Text description provided by the architects. Design Team: Bing Thom, Michael Heeney, Venelin Kokalov, Ling Meng, Francis Yan, Shinobu Homma, Matthew Woodruff, Amirali Javidan, Bibianka Fehr, Lisa Potopsingh, Berit Wooge, Nicole Hu, Michael Motlagh
Selected by the Tarrant Regional Water District in 2003, Bing Thom Architects (BTA) developed the master plan for the redevelopment of 800 acres of reclaimed land adjacent to the downtown core of Fort Worth, Texas along the Trinity River. Called the Trinity Uptown Vision, and currently the largest urban redevelopment taking place in North America, the plan will transform this flood-prone zone into an urban waterfront neighborhood that will encourage young families to move back to the city’s core. In order for the new community to be truly balanced and sustainable, BTA felt strongly that the City needed a significant educational institution that would serve as an anchor downtown to serve the 10,000 new households that would be moving into the area. An opportunity arrived in 2006 when BTA and BennettBenner and Pettit (BBP, formerly Gideon Toal), the local associate architect, were comissioned by Tarrant County College District (TCC) to design a new downtown campus.
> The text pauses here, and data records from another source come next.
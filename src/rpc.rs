// ABOUTME: RPC argument frame codec — base64(CBOR) args/kwargs
// ABOUTME: Pins the opaque blob format the distilled spec leaves open

//! RPC argument frame encode/decode.
//!
//! The wire frame is `{"args": base64(blob), "kwargs": base64(blob)}`. This
//! crate pins CBOR (via `ciborium`) as the blob format: the Python original
//! uses `pickle`, which has no portable Rust equivalent, so a concrete,
//! interoperable choice is made here rather than left open. `args` decodes
//! to a CBOR array, `kwargs` to a CBOR map of string keys.

use crate::error::{Result, TarpError};
use base64::Engine;
use serde::{de::DeserializeOwned, Serialize};
use serde_json::{Map, Value};

fn cbor_encode<T: Serialize>(value: &T) -> Result<Vec<u8>> {
    let mut buf = Vec::new();
    ciborium::ser::into_writer(value, &mut buf)?;
    Ok(buf)
}

fn cbor_decode<T: DeserializeOwned>(bytes: &[u8]) -> Result<T> {
    Ok(ciborium::de::from_reader(bytes)?)
}

/// Encode `args`/`kwargs` into the `{args, kwargs}` wire frame.
pub fn encode_frame(args: &[Value], kwargs: &Map<String, Value>) -> Result<Value> {
    let args_blob = cbor_encode(&args)?;
    let kwargs_blob = cbor_encode(kwargs)?;
    let engine = base64::engine::general_purpose::STANDARD;
    Ok(serde_json::json!({
        "args": engine.encode(args_blob),
        "kwargs": engine.encode(kwargs_blob),
    }))
}

/// Wrap an RPC result the way the wire protocol expects: CBOR-encode it,
/// base64 it, and carry it as `{"payload": <base64>}` — the same opaque
/// encoding used for `args`/`kwargs`, applied to the return value.
pub fn encode_payload(value: &Value) -> Result<Value> {
    let blob = cbor_encode(value)?;
    let engine = base64::engine::general_purpose::STANDARD;
    Ok(serde_json::json!({ "payload": engine.encode(blob) }))
}

/// Decode a `{"payload": <base64>}` wire value back into the original
/// result, the client-side inverse of [`encode_payload`].
pub fn decode_payload(value: &Value) -> Result<Value> {
    let engine = base64::engine::general_purpose::STANDARD;
    let payload_b64 = value
        .get("payload")
        .and_then(Value::as_str)
        .ok_or_else(|| TarpError::dispatch("RPC response missing 'payload' field"))?;
    let blob = engine.decode(payload_b64)?;
    cbor_decode(&blob)
}

/// Decode an RPC wire frame back into `(args, kwargs)`.
pub fn decode_frame(frame: &Value) -> Result<(Vec<Value>, Map<String, Value>)> {
    let engine = base64::engine::general_purpose::STANDARD;

    let obj = frame
        .as_object()
        .ok_or_else(|| TarpError::dispatch("RPC frame must be a JSON object"))?;
    if obj.len() != 2 || !obj.contains_key("args") || !obj.contains_key("kwargs") {
        return Err(TarpError::dispatch(
            "RPC frame must contain exactly 'args' and 'kwargs'",
        ));
    }

    let args_b64 = frame
        .get("args")
        .and_then(Value::as_str)
        .ok_or_else(|| TarpError::dispatch("RPC frame missing 'args' field"))?;
    let kwargs_b64 = frame
        .get("kwargs")
        .and_then(Value::as_str)
        .ok_or_else(|| TarpError::dispatch("RPC frame missing 'kwargs' field"))?;

    let args_blob = engine.decode(args_b64)?;
    let kwargs_blob = engine.decode(kwargs_b64)?;

    let args: Vec<Value> = cbor_decode(&args_blob)
        .map_err(|_| TarpError::dispatch("RPC frame 'args' is not a valid CBOR array"))?;
    let kwargs: Map<String, Value> = cbor_decode(&kwargs_blob)
        .map_err(|_| TarpError::dispatch("RPC frame 'kwargs' is not a valid CBOR map"))?;

    Ok((args, kwargs))
}

#[cfg(test)]
mod tests {
    use super::*;

    #[test]
    fn test_round_trip_frame() {
        let args = vec![Value::from(1), Value::from("two"), Value::from(3.0)];
        let mut kwargs = Map::new();
        kwargs.insert("flag".to_string(), Value::Bool(true));

        let frame = encode_frame(&args, &kwargs).unwrap();
        let (decoded_args, decoded_kwargs) = decode_frame(&frame).unwrap();

        assert_eq!(decoded_args, args);
        assert_eq!(decoded_kwargs, kwargs);
    }

    #[test]
    fn test_empty_frame_round_trips() {
        let frame = encode_frame(&[], &Map::new()).unwrap();
        let (args, kwargs) = decode_frame(&frame).unwrap();
        assert!(args.is_empty());
        assert!(kwargs.is_empty());
    }

    #[test]
    fn test_malformed_frame_missing_args_is_rejected() {
        let frame = serde_json::json!({ "kwargs": "" });
        assert!(decode_frame(&frame).is_err());
    }

    #[test]
    fn test_frame_with_extra_key_is_rejected() {
        let frame = serde_json::json!({ "args": "", "kwargs": "", "extra": "x" });
        assert!(decode_frame(&frame).is_err());
    }

    #[test]
    fn test_malformed_base64_is_rejected() {
        let frame = serde_json::json!({ "args": "not-base64!!", "kwargs": "" });
        assert!(decode_frame(&frame).is_err());
    }

    #[test]
    fn test_decode_payload_inverts_encode_payload() {
        let wrapped = encode_payload(&Value::from("hello")).unwrap();
        let value = decode_payload(&wrapped).unwrap();
        assert_eq!(value, Value::from("hello"));
    }

    #[test]
    fn test_encode_payload_round_trips_via_cbor() {
        let wrapped = encode_payload(&Value::from(25)).unwrap();
        let payload_b64 = wrapped["payload"].as_str().unwrap();
        let engine = base64::engine::general_purpose::STANDARD;
        let blob = engine.decode(payload_b64).unwrap();
        let value: Value = cbor_decode(&blob).unwrap();
        assert_eq!(value, Value::from(25));
    }
}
One of the fastest growing community college districts in Texas, Tarrant County College District had four existing, healthy campuses serving primarily suburban communities, but wanted a new downtown campus. They saw three immediate bonuses to a new, urban campus: the College District would be able to serve the population living near downtown (this population has significantly lower levels of education than other areas of the region in large part because of the lack of easy access to a College), moving TCC’s nursing and allied health programs to the new campus would bring those programs closer to existing downtown hospitals, and at the same time, people already working downtown would be able to participate in the school’s vibrant continuing education program. As a very community minded public institution, the college was interested in how their new campus could also be used as a way to improve the physical and urban environment of Fort Worth. In particular they realized that the campus could become a link between the downtown and the waterfront, thereby becoming a gateway to the Trinity Vision redevelopment project ensuring a strong connection with the rest of the city.
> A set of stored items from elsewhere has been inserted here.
// ABOUTME: Error types and handling for the TARP framework
// ABOUTME: Provides domain-specific error variants plus the three handler failures

//! Error types for TARP.
//!
//! [`TarpError`] covers everything that can go wrong building, dispatching,
//! or consuming a TARP request: malformed envelopes, registry misuse,
//! transport failures, and the three first-class handler failures a user
//! callback can raise (`OperationInProgress`, `InvalidServerState`, and a
//! generic failure).

use thiserror::Error;

/// Result type alias for TARP operations.
pub type Result<T> = std::result::Result<T, TarpError>;

/// Comprehensive error type for all TARP operations.
#[derive(Debug, Error, Clone)]
pub enum TarpError {
    /// Envelope construction or parsing failed.
    #[error("envelope error: {0}")]
    Envelope(String),

    /// Configuration is invalid or incomplete.
    #[error("configuration error: {0}")]
    Config(String),

    /// A transport-level failure (connection refused, TLS handshake, etc).
    #[error("transport error: {0}")]
    Transport(String),

    /// JSON/CBOR (de)serialization failed.
    #[error("serialization error: {0}")]
    Serialization(String),

    /// Endpoint registry misuse (unknown name, wrong flavor).
    #[error("registry error: {0}")]
    Registry(String),

    /// Request routing/dispatch could not be completed.
    #[error("dispatch error: {0}")]
    Dispatch(String),

    /// A handler reported that the requested operation is still running.
    /// Surfaces as HTTP 503 with a `Retry-After` header.
    #[error("operation in progress: {message}")]
    OperationInProgress {
        message: String,
        retry_after: Option<u64>,
    },

    /// A handler reported that the server is not in a state that can service
    /// the request. Surfaces as HTTP 503 without a retry hint.
    #[error("invalid server state: {message}")]
    InvalidServerState { message: String },

    /// Any other handler failure. Surfaces as HTTP 500.
    #[error("handler error: {0}")]
    Handler(String),
}

impl TarpError {
    pub fn envelope(msg: impl Into<String>) -> Self {
        Self::Envelope(msg.into())
    }

    pub fn config(msg: impl Into<String>) -> Self {
        Self::Config(msg.into())
    }

    pub fn transport(msg: impl Into<String>) -> Self {
        Self::Transport(msg.into())
    }

    pub fn serialization(msg: impl Into<String>) -> Self {
        Self::Serialization(msg.into())
    }

    pub fn registry(msg: impl Into<String>) -> Self {
        Self::Registry(msg.into())
    }

    pub fn dispatch(msg: impl Into<String>) -> Self {
        Self::Dispatch(msg.into())
    }

    pub fn operation_in_progress(msg: impl Into<String>, retry_after: Option<u64>) -> Self {
        Self::OperationInProgress {
            message: msg.into(),
            retry_after,
        }
    }

    pub fn invalid_server_state(msg: impl Into<String>) -> Self {
        Self::InvalidServerState {
            message: msg.into(),
        }
    }

    pub fn handler(msg: impl Into<String>) -> Self {
        Self::Handler(msg.into())
    }

    /// The `type` string carried in an error envelope for this error, or
    /// `None` if this error never reaches the wire (e.g. client-side
    /// transport failures).
    pub fn envelope_type(&self) -> &'static str {
        match self {
            Self::OperationInProgress { .. } => "OperationInProgress",
            Self::InvalidServerState { .. } => "InvalidServerState",
            _ => "generic",
        }
    }

    /// HTTP status code the dispatcher maps this error to.
    pub fn status_code(&self) -> u16 {
        match self {
            Self::OperationInProgress { .. } => 503,
            Self::InvalidServerState { .. } => 503,
            Self::Registry(_) => 404,
            Self::Dispatch(_) => 400,
            _ => 500,
        }
    }
}

impl From<serde_json::Error> for TarpError {
    fn from(err: serde_json::Error) -> Self {
        Self::Serialization(err.to_string())
    }
}

impl From<ciborium::de::Error<std::io::Error>> for TarpError {
    fn from(err: ciborium::de::Error<std::io::Error>) -> Self {
        Self::Serialization(format!("CBOR decode failed: {err}"))
    }
}

impl From<ciborium::ser::Error<std::io::Error>> for TarpError {
    fn from(err: ciborium::ser::Error<std::io::Error>) -> Self {
        Self::Serialization(format!("CBOR encode failed: {err}"))
    }
}

impl From<base64::DecodeError> for TarpError {
    fn from(err: base64::DecodeError) -> Self {
        Self::Serialization(format!("base64 decode failed: {err}"))
    }
}

#[cfg(feature = "rest-client")]
impl From<reqwest::Error> for TarpError {
    fn from(err: reqwest::Error) -> Self {
        Self::Transport(err.to_string())
    }
}

impl From<tokio::time::error::Elapsed> for TarpError {
    fn from(err: tokio::time::error::Elapsed) -> Self {
        Self::Transport(format!("operation timed out: {err}"))
    }
}

#[cfg(test)]
mod tests {
    use super::*;

    #[test]
    fn test_error_construction() {
        let err = TarpError::envelope("bad envelope");
        assert!(matches!(err, TarpError::Envelope(_)));
    }

    #[test]
    fn test_operation_in_progress_envelope_type() {
        let err = TarpError::operation_in_progress("still running", Some(10));
        assert_eq!(err.envelope_type(), "OperationInProgress");
        assert_eq!(err.status_code(), 503);
    }

    #[test]
    fn test_invalid_server_state_envelope_type() {
        let err = TarpError::invalid_server_state("not ready");
        assert_eq!(err.envelope_type(), "InvalidServerState");
        assert_eq!(err.status_code(), 503);
    }

    #[test]
    fn test_generic_handler_error() {
        let err = TarpError::handler("boom");
        assert_eq!(err.envelope_type(), "generic");
        assert_eq!(err.status_code(), 500);
    }

    #[test]
    fn test_result_alias() {
        fn fails() -> Result<()> {
            Err(TarpError::config("missing field"))
        }
        assert!(fails().is_err());
    }
}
Because downtown Fort Worth sits above a heavily forested bluff, the Trinity River is only visible when you get to the water’s edge. In the design of the new TCC campus, one of BTA’s primary goals was to link downtown to its forgotten waterfront. By using the new campus to carve a pathway through the bluff down to the river, the firm was able to create a visual and physical link from the downtown to the river. A dynamic sequence of five campus buildings on either side of this central pathway descends down to the water through a series of courtyards and walkways. These buildings are scaled and arranged in such a way that they have become an extension of the city’s downtown street system, right to the river.
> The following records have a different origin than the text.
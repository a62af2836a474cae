// ABOUTME: TARP library entry point
// ABOUTME: Wires together the envelope codec, registry, dispatcher, job manager, and client proxy

//! # TARP
//!
//! A lightweight HTTP-framed RPC and resource-endpoint framework. A server
//! process exposes named procedures and resource handlers to remote clients
//! over HTTP(S); a client discovers them at connect time and invokes them as
//! if they were local.
//!
//! Four endpoint flavors share one envelope protocol:
//!
//! - **GET** resource handlers — query string in, JSON-or-raw out.
//! - **POST** resource handlers — body + query string in, JSON-or-raw out.
//! - **synchronous RPC** — positional/keyword arguments in, a single value out.
//! - **asynchronous RPC** — same request shape as sync RPC, but the handler
//!   runs on a worker pool and the caller polls for completion.
//!
//! ## Quick start (server)
//!
//! ```rust
//! use tarp::registry::{EndpointOptions, HandlerOutput, Registry};
//!
//! let mut registry = Registry::new();
//! registry.register_rpc("add", EndpointOptions::new().description("adds two numbers"), |args, _kwargs| async move {
//!     let x = args[0].as_i64().unwrap_or(0);
//!     let y = args[1].as_i64().unwrap_or(0);
//!     Ok(HandlerOutput::from(serde_json::Value::from(x + y)))
//! });
//! ```
//!
//! Feed the populated [`registry::Registry`] to
//! [`server::rest::TarpServer`] (behind the `rest-server` feature) to serve
//! it; on the client side, [`client::rest::TarpClient`] (behind
//! `rest-client`) discovers and binds to whatever a server advertises.

pub mod constants;
pub mod crypto;
pub mod envelope;
pub mod error;
pub mod jobs;
pub mod registry;
pub mod rpc;

#[cfg(any(feature = "config", feature = "tls"))]
pub mod config;

#[cfg(feature = "rest-client")]
pub mod client;

#[cfg(feature = "rest-server")]
pub mod server;

pub use crypto::ensure_crypto_provider;

/// Commonly used types, re-exported for convenience.
pub mod prelude {
    pub use crate::envelope::{Envelope, RawPayload, ResultValue};
    pub use crate::error::{Result, TarpError};
    pub use crate::registry::{EndpointOptions, Flavor, HandlerOutput, Registry};

    #[cfg(feature = "rest-server")]
    pub use crate::server::{TarpServer, TarpServerBuilder, TarpServerConfig};

    #[cfg(feature = "rest-client")]
    pub use crate::client::rest::{
        AsyncHandle, ClientResponse, EndpointBinding, JobStatus, PostPayload, TarpClient,
    };
    #[cfg(feature = "rest-client")]
    pub use crate::client::ClientConfig;

    #[cfg(any(feature = "config", feature = "tls"))]
    pub use crate::config::{TlsConfig, TlsConfigBuilder};
}

/// Crate version, as recorded in `Cargo.toml`.
pub const VERSION: &str = env!("CARGO_PKG_VERSION");

#[cfg(test)]
mod tests {
    use super::*;

    #[test]
    fn test_version_exists() {
        assert!(!VERSION.is_empty());
    }
}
From the outset of the design process, BTA approached the buildings’ massing and orientation very deliberately in order to mitigate Fort Worth’s climate. BTA created a cluster of buildings with the potential to share energy sources in an efficient manner, while optimizing the micro climates between them. Adjacent buildings and structures are located in a way that creates naturally shaded outdoor spaces, improving user comfort and encouraging use of outdoor space throughout the year. In addition, BTA designed a series of relatively long, shallow buildings, as opposed to a single, deep building form, which maximizes the use of natural daylight to help save energy.
The massing of the buildings, in combination with their orientation and the prevailing climate, has a major impact on the building’s potential for energy efficiency. In a climate such as Fort Worth, minimizing the southern exposure of buildings and effectively shading windows is important as a passive means to control solar heat gain. These strategies reduce both the size and the operation of cooling and HVAC equipment. They are supplemented by the extensive incorporation of louvers at key locations on the exterior glazing and outdoor terraces, which help to reduce glare and solar heat gain, while preserving daylighting and views for the occupants.
To create a fully functional campus, the firm treated the exterior spaces as an extension of the building program, despite the challenge of the hot, dry climate. Regionally appropriate landscaping has been designed to create of a series of landscaped outdoor rooms with passive environmental systems that enable these microclimates to be habitable throughout the year.
This includes outdoor teaching areas, landscaped courtyards, plazas, and water features such as a fountain and waterfall. Shading is provided by trellises and by trees with large canopies, and cooling is created by natural evaporation from the fountain and waterfall. These become good social spaces that can be enjoyed by both campus users and the greater community as they discover their previously hidden waterfront.
Water features have been used extensively in the project and these perform three important roles. They provide a symbolic presence of the Trinity River in the downtown and act as a way finding system down to the river. It masks the heavy traffic noise, a particular issue as Belknap Street, one of the major arterials into the city, passes over the campus. It also has a positive educational impact as studies have shown that the calming effect of the sound of running water improves learning outcomes.
The campus not only acts as link between the downtown and the waterfront, it also provides a window onto nature. One enters the campus from a frenetic, highly urban environment accompanied with heavy automobile traffic. As you proceed through the cloistered spaces within the campus, you gradually lose the memory of the city until at the end you are totally immersed in nature by the river’s edge.